▶ [Problem to solve]:
Total the lines of the entries below that hold the string "opens", then write only that total.

[Collected data]

^^^^^^^^

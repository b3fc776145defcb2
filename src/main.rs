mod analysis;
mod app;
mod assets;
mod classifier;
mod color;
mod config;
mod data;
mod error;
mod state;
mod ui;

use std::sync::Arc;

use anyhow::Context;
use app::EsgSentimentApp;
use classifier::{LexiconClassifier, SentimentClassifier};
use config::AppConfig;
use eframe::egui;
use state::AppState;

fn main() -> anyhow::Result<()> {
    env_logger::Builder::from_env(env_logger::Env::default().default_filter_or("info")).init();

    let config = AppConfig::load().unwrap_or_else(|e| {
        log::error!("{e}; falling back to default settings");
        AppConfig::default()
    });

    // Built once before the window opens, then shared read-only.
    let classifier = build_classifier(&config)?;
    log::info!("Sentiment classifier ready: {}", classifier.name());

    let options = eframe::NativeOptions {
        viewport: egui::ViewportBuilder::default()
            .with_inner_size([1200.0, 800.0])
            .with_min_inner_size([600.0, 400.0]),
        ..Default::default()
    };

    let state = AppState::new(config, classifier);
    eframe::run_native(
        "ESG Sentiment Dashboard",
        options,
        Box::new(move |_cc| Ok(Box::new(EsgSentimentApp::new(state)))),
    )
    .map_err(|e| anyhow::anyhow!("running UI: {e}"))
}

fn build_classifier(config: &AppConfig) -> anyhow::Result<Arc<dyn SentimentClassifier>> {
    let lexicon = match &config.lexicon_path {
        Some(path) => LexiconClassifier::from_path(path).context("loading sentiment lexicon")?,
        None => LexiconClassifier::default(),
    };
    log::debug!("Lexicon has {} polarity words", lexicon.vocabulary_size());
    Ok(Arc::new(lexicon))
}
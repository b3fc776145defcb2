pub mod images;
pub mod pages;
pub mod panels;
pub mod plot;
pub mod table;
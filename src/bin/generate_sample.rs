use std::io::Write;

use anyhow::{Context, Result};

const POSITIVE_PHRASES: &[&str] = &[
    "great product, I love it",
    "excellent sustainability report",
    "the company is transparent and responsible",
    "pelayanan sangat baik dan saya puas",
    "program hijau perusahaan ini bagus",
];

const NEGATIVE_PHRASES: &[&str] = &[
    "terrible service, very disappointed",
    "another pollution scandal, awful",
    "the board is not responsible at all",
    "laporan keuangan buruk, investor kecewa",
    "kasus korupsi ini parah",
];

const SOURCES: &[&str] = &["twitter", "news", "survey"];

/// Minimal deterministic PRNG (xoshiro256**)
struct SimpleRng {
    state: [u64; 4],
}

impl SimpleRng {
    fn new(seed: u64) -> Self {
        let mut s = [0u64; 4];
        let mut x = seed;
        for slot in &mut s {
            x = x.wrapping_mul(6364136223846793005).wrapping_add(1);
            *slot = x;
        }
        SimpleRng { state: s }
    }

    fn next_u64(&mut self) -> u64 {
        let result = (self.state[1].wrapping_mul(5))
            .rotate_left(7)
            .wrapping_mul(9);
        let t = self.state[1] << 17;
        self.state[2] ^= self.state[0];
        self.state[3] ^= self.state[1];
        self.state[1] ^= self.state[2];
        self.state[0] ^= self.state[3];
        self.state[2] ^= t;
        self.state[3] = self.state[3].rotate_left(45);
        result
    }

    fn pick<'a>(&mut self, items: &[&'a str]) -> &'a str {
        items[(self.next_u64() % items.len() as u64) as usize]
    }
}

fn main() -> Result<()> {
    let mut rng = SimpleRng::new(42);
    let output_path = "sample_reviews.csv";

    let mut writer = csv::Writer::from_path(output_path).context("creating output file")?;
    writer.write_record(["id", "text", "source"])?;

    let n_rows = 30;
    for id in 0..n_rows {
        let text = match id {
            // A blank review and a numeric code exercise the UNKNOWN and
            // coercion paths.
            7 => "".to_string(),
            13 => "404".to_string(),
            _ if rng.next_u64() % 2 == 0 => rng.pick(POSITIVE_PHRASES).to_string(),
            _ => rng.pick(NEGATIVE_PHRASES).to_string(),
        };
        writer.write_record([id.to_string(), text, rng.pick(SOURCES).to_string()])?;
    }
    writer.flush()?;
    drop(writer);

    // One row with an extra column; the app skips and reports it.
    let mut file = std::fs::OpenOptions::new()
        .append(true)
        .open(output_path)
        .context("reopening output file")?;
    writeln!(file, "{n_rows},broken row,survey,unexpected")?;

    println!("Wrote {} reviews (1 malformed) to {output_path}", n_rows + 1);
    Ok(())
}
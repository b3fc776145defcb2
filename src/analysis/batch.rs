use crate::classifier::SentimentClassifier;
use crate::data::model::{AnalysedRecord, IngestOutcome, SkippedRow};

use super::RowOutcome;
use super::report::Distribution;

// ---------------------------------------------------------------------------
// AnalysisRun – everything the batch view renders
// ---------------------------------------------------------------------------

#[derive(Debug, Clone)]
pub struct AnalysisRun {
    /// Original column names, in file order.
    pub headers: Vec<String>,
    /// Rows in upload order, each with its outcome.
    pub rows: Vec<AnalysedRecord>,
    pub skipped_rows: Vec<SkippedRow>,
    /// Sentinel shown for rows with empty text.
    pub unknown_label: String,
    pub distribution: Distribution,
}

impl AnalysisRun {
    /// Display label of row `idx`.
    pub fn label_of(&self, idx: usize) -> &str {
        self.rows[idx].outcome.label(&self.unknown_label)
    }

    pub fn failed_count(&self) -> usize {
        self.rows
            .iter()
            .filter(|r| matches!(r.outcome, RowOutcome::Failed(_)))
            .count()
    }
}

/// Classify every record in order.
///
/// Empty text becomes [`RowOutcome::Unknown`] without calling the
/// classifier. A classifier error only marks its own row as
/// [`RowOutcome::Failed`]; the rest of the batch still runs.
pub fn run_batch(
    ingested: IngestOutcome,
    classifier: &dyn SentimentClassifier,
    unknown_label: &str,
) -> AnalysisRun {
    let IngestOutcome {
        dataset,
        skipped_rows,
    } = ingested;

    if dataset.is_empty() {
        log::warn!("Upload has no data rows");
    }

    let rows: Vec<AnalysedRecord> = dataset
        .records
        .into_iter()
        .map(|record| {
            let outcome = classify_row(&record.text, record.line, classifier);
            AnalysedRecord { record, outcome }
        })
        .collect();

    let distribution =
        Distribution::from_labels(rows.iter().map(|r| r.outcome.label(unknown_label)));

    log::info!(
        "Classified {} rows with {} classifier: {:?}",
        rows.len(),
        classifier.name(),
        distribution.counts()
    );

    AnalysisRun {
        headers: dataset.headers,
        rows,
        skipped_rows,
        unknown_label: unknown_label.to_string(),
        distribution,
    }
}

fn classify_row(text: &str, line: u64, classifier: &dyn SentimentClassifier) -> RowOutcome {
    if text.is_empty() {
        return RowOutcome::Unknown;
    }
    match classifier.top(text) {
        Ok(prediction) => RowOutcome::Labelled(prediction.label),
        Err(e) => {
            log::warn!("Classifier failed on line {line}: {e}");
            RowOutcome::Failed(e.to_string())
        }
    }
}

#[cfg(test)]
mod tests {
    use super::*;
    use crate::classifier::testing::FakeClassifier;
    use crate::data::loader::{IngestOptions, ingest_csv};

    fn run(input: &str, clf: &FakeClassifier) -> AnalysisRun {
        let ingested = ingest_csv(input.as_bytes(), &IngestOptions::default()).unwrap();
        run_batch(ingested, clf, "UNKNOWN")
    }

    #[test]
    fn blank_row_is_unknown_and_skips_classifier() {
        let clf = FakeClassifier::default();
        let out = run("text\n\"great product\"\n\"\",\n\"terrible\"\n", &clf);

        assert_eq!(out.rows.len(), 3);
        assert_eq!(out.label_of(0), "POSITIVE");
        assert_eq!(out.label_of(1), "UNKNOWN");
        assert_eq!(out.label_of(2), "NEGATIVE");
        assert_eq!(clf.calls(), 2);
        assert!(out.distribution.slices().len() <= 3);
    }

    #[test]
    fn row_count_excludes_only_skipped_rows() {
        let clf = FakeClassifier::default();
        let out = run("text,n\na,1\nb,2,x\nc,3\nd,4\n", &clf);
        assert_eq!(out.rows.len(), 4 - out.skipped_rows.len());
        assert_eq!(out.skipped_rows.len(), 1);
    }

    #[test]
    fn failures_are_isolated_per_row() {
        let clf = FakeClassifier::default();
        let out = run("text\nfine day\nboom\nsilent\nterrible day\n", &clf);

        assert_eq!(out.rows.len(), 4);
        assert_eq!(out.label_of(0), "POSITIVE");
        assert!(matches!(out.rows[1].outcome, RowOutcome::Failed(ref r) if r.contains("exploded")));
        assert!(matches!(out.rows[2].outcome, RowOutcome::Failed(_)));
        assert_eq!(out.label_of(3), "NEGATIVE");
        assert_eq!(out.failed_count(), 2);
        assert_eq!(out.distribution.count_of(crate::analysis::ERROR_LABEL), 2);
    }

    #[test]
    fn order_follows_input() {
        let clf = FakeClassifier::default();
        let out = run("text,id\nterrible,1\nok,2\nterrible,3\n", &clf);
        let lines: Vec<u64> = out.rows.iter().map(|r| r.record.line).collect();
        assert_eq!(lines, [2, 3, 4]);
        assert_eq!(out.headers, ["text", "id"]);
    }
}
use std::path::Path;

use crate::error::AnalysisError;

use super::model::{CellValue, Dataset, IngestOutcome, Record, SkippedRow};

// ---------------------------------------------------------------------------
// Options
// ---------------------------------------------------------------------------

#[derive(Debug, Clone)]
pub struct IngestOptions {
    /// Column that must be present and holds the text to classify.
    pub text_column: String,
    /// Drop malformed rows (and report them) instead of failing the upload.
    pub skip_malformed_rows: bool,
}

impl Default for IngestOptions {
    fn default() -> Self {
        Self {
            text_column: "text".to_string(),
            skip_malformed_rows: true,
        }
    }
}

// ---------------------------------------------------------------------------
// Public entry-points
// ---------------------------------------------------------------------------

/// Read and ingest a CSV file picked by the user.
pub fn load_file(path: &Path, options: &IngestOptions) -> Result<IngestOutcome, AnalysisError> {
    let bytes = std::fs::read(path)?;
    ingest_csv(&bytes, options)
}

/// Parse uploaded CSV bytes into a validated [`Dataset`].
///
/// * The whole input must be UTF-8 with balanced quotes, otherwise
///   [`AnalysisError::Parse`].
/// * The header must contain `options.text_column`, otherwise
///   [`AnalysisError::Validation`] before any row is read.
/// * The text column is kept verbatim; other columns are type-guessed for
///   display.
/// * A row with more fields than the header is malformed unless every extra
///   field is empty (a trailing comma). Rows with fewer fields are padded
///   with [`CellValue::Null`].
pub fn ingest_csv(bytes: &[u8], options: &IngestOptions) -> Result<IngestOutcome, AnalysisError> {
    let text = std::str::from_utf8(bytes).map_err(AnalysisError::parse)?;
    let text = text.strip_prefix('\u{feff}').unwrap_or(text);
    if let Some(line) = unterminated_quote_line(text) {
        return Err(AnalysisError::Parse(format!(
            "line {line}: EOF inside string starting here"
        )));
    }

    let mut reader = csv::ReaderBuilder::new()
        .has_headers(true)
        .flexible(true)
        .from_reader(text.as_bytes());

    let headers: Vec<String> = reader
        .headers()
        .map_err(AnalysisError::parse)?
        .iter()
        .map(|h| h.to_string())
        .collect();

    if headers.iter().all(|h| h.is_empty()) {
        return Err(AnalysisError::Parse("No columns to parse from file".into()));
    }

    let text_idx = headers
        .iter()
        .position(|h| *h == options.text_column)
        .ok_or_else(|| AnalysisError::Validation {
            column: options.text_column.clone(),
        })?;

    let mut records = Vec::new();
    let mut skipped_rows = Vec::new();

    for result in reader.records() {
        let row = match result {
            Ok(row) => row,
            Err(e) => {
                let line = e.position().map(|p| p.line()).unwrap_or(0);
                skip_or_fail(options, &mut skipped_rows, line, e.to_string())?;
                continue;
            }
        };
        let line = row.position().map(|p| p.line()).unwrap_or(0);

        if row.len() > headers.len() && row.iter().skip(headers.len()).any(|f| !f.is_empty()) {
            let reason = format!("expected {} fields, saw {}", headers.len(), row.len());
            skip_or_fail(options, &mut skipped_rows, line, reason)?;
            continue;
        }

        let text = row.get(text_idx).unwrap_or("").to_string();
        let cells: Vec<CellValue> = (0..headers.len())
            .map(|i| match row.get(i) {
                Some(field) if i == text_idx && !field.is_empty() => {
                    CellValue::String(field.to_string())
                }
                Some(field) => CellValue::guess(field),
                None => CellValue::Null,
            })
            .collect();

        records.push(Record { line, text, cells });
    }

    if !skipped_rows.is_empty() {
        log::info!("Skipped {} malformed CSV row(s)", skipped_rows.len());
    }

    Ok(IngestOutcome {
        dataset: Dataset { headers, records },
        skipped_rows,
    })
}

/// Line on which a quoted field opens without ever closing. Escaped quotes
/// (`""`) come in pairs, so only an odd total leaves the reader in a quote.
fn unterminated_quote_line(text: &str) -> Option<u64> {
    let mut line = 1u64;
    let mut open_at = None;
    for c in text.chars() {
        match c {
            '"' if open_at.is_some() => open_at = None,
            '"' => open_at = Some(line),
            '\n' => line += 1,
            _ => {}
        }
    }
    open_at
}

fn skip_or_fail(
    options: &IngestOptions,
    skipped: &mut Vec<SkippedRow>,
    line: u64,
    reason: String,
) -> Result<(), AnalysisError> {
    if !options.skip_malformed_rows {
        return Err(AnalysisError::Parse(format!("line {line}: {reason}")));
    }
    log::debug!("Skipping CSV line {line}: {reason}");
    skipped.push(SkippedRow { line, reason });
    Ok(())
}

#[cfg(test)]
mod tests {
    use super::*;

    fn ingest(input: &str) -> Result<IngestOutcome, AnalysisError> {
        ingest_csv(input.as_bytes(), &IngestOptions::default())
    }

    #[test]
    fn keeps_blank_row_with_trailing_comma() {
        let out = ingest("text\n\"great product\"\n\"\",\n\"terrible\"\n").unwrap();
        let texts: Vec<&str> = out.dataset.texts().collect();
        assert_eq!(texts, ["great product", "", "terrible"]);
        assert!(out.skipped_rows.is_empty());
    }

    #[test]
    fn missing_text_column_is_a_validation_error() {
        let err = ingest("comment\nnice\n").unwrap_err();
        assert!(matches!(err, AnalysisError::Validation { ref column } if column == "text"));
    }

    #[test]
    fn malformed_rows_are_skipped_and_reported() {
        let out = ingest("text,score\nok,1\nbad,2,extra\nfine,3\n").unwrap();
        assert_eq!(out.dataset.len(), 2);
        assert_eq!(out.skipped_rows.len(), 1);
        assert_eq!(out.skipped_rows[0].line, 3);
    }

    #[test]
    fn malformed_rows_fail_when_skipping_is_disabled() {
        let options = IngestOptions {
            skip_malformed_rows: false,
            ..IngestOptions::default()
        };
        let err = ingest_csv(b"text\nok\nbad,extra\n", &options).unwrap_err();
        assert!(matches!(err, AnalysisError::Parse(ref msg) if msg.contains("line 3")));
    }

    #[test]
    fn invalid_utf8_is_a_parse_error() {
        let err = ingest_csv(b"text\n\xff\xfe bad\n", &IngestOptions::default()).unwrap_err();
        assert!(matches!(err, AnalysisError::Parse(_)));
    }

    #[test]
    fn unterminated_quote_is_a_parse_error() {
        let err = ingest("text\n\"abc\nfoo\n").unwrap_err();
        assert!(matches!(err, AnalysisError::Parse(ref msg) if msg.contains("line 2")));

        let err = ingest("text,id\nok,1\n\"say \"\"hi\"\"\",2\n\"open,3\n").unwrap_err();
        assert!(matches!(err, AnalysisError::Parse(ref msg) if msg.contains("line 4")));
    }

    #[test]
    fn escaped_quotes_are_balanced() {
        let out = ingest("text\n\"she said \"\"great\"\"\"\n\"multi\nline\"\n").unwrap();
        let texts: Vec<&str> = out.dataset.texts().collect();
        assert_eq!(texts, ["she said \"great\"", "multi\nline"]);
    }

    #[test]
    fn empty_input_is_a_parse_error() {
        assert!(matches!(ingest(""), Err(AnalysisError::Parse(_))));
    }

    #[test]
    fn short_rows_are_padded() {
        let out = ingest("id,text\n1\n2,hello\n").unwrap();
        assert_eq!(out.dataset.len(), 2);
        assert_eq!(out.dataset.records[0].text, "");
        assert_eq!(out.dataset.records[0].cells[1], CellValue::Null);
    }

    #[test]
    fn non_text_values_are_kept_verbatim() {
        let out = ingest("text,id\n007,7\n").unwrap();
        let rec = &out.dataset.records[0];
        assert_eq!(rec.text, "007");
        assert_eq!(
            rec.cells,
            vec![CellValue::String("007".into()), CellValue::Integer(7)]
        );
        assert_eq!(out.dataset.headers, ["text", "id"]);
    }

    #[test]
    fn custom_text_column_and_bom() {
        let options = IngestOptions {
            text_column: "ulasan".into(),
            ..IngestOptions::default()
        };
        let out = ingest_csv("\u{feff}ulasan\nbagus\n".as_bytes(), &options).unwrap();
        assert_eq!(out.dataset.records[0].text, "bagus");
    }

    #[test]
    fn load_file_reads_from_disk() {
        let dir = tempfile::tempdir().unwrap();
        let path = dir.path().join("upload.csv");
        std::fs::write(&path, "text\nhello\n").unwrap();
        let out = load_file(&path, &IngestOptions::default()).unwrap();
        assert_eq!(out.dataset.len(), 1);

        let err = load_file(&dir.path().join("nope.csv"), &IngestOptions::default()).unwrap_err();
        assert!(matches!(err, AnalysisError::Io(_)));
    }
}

^^^^^^^^

▶ [Exercise answer]:
2